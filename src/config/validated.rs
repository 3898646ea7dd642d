//! Validated configuration after merging CLI and TOML sources.
//!
//! This module contains the final, validated configuration that is used
//! by the application. All validation is performed during construction.

use std::fmt;
use std::path::{Path, PathBuf};
use std::time::Duration;

use handlebars::Handlebars;
use url::Url;

use super::cli::Cli;
use super::defaults;
use super::error::{ConfigError, field};
use super::toml::TomlConfig;

/// Fully validated configuration ready for use by the application.
///
/// This struct represents a complete, validated configuration where all
/// required fields are present and all values have been validated.
///
/// # Construction
///
/// Use [`ValidatedConfig::from_raw`] to create from CLI args and optional TOML
/// config. The function validates all inputs and returns errors for invalid
/// configurations.
#[derive(Debug)]
pub struct ValidatedConfig {
    /// Task list URL (required)
    pub url: Url,

    /// Per-request fetch timeout
    pub fetch_timeout: Duration,

    /// Polling interval
    pub poll_interval: Duration,

    /// Path to the subscriber registry file (tilde-expanded)
    pub registry_file: PathBuf,

    /// Telegram bot token. `None` is valid for commands that never deliver.
    pub token: Option<String>,

    /// Telegram Bot API base URL
    pub api_base: Url,

    /// Handlebars template for the change notice (optional)
    pub message_template: Option<String>,

    /// Dry-run mode (log notices without delivering them)
    pub dry_run: bool,

    /// Verbose logging enabled
    pub verbose: bool,
}

impl fmt::Display for ValidatedConfig {
    fn fmt(&self, f: &mut fmt::Formatter<'_>) -> fmt::Result {
        write!(
            f,
            "Config {{ url: {}, timeout: {}s, poll_interval: {}s, registry: {}, \
             api_base: {}, token: {}, template: {}, dry_run: {} }}",
            self.url,
            self.fetch_timeout.as_secs(),
            self.poll_interval.as_secs(),
            self.registry_file.display(),
            self.api_base,
            if self.token.is_some() { "set" } else { "unset" },
            if self.message_template.is_some() {
                "custom"
            } else {
                "default"
            },
            self.dry_run,
        )
    }
}

impl ValidatedConfig {
    /// Creates a validated configuration from CLI arguments and optional TOML
    /// config.
    ///
    /// CLI arguments take precedence over TOML config values.
    ///
    /// # Errors
    ///
    /// Returns an error if:
    /// - The task list URL is missing or invalid
    /// - The API base URL is invalid
    /// - Duration values are zero
    /// - The message template has invalid Handlebars syntax
    pub fn from_raw(cli: &Cli, toml: Option<&TomlConfig>) -> Result<Self, ConfigError> {
        let url = Self::resolve_url(cli, toml)?;
        let fetch_timeout = Self::resolve_fetch_timeout(cli, toml)?;
        let poll_interval = Self::resolve_poll_interval(cli, toml)?;
        let registry_file = Self::resolve_registry_file(cli, toml);
        let token = Self::resolve_token(cli, toml);
        let api_base = Self::resolve_api_base(cli, toml)?;
        let message_template = Self::resolve_message_template(cli, toml)?;

        Ok(Self {
            url,
            fetch_timeout,
            poll_interval,
            registry_file,
            token,
            api_base,
            message_template,
            dry_run: cli.dry_run,
            verbose: cli.verbose,
        })
    }

    /// Loads and merges configuration from CLI and optional config file.
    ///
    /// If `cli.config` is set, loads the TOML file from that path.
    ///
    /// # Errors
    ///
    /// Returns an error if:
    /// - The config file cannot be read or parsed
    /// - The merged configuration is invalid
    pub fn load(cli: &Cli) -> Result<Self, ConfigError> {
        let toml = if let Some(ref path) = cli.config {
            Some(TomlConfig::load(path)?)
        } else {
            None
        };

        Self::from_raw(cli, toml.as_ref())
    }

    fn resolve_url(cli: &Cli, toml: Option<&TomlConfig>) -> Result<Url, ConfigError> {
        // CLI takes precedence
        let url_str = cli
            .url
            .as_deref()
            .or_else(|| toml.and_then(|t| t.source.url.as_deref()))
            .ok_or_else(|| {
                ConfigError::missing(field::URL, "Use --url or set source.url in config file")
            })?;

        parse_url(url_str)
    }

    fn resolve_fetch_timeout(
        cli: &Cli,
        toml: Option<&TomlConfig>,
    ) -> Result<Duration, ConfigError> {
        // Priority: CLI explicit > TOML > default
        let seconds = cli
            .timeout
            .or_else(|| toml.and_then(|t| t.source.timeout))
            .unwrap_or(defaults::FETCH_TIMEOUT_SECS);

        positive_duration("timeout", seconds)
    }

    fn resolve_poll_interval(
        cli: &Cli,
        toml: Option<&TomlConfig>,
    ) -> Result<Duration, ConfigError> {
        let seconds = cli
            .poll_interval
            .or_else(|| toml.and_then(|t| t.monitor.poll_interval))
            .unwrap_or(defaults::POLL_INTERVAL_SECS);

        positive_duration("poll_interval", seconds)
    }

    fn resolve_registry_file(cli: &Cli, toml: Option<&TomlConfig>) -> PathBuf {
        let path = cli.registry_file.clone().unwrap_or_else(|| {
            toml.and_then(|t| t.monitor.registry_file.as_deref())
                .map_or_else(|| PathBuf::from(defaults::REGISTRY_FILE), PathBuf::from)
        });

        expand_tilde(&path)
    }

    fn resolve_token(cli: &Cli, toml: Option<&TomlConfig>) -> Option<String> {
        cli.token
            .clone()
            .or_else(|| toml.and_then(|t| t.notify.token.clone()))
    }

    fn resolve_api_base(cli: &Cli, toml: Option<&TomlConfig>) -> Result<Url, ConfigError> {
        let base_str = cli
            .api_base
            .as_deref()
            .or_else(|| toml.and_then(|t| t.notify.api_base.as_deref()))
            .unwrap_or(defaults::API_BASE);

        parse_url(base_str)
    }

    fn resolve_message_template(
        cli: &Cli,
        toml: Option<&TomlConfig>,
    ) -> Result<Option<String>, ConfigError> {
        let template = cli
            .message_template
            .clone()
            .or_else(|| toml.and_then(|t| t.notify.message_template.clone()));

        // Validate Handlebars syntax if a template is provided
        if let Some(ref tmpl) = template {
            Self::validate_template(tmpl)?;
        }

        Ok(template)
    }

    fn validate_template(template: &str) -> Result<(), ConfigError> {
        let hbs = Handlebars::new();
        // Compile-check only; render with an empty-list context to validate syntax
        hbs.render_template(
            template,
            &serde_json::json!({ "tasks": [], "count": 0, "empty": true }),
        )
        .map_err(|e| ConfigError::InvalidTemplate {
            reason: e.to_string(),
        })?;
        Ok(())
    }
}

/// Writes the default configuration template to a file.
///
/// # Errors
///
/// Returns an error if the file cannot be written.
pub fn write_default_config(path: &Path) -> Result<(), ConfigError> {
    let template = super::toml::default_config_template();
    std::fs::write(path, template).map_err(|e| ConfigError::FileWrite {
        path: path.to_path_buf(),
        source: e,
    })
}

// Helper functions

fn parse_url(s: &str) -> Result<Url, ConfigError> {
    Url::parse(s).map_err(|e| ConfigError::InvalidUrl {
        url: s.to_string(),
        reason: e.to_string(),
    })
}

fn positive_duration(field: &'static str, seconds: u64) -> Result<Duration, ConfigError> {
    if seconds == 0 {
        return Err(ConfigError::InvalidDuration {
            field,
            reason: "must be greater than 0".to_string(),
        });
    }

    Ok(Duration::from_secs(seconds))
}

/// Expands a leading `~` or `~/` to the user's home directory.
///
/// Paths without a leading tilde are returned unchanged, as is the tilde
/// itself when no home directory can be determined.
fn expand_tilde(path: &Path) -> PathBuf {
    let Some(s) = path.to_str() else {
        return path.to_path_buf();
    };

    if s == "~" {
        return dirs::home_dir().unwrap_or_else(|| path.to_path_buf());
    }

    if let Some(rest) = s.strip_prefix("~/") {
        if let Some(home) = dirs::home_dir() {
            return home.join(rest);
        }
    }

    path.to_path_buf()
}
---+---
Problem requirements
The answer must be every line of the listing that holds the word "seconds".

Solution to the exercise
        let seconds = cli
        positive_duration("timeout", seconds)
        let seconds = cli
        positive_duration("poll_interval", seconds)
fn positive_duration(field: &'static str, seconds: u64) -> Result<Duration, ConfigError> {
    if seconds == 0 {
    Ok(Duration::from_secs(seconds))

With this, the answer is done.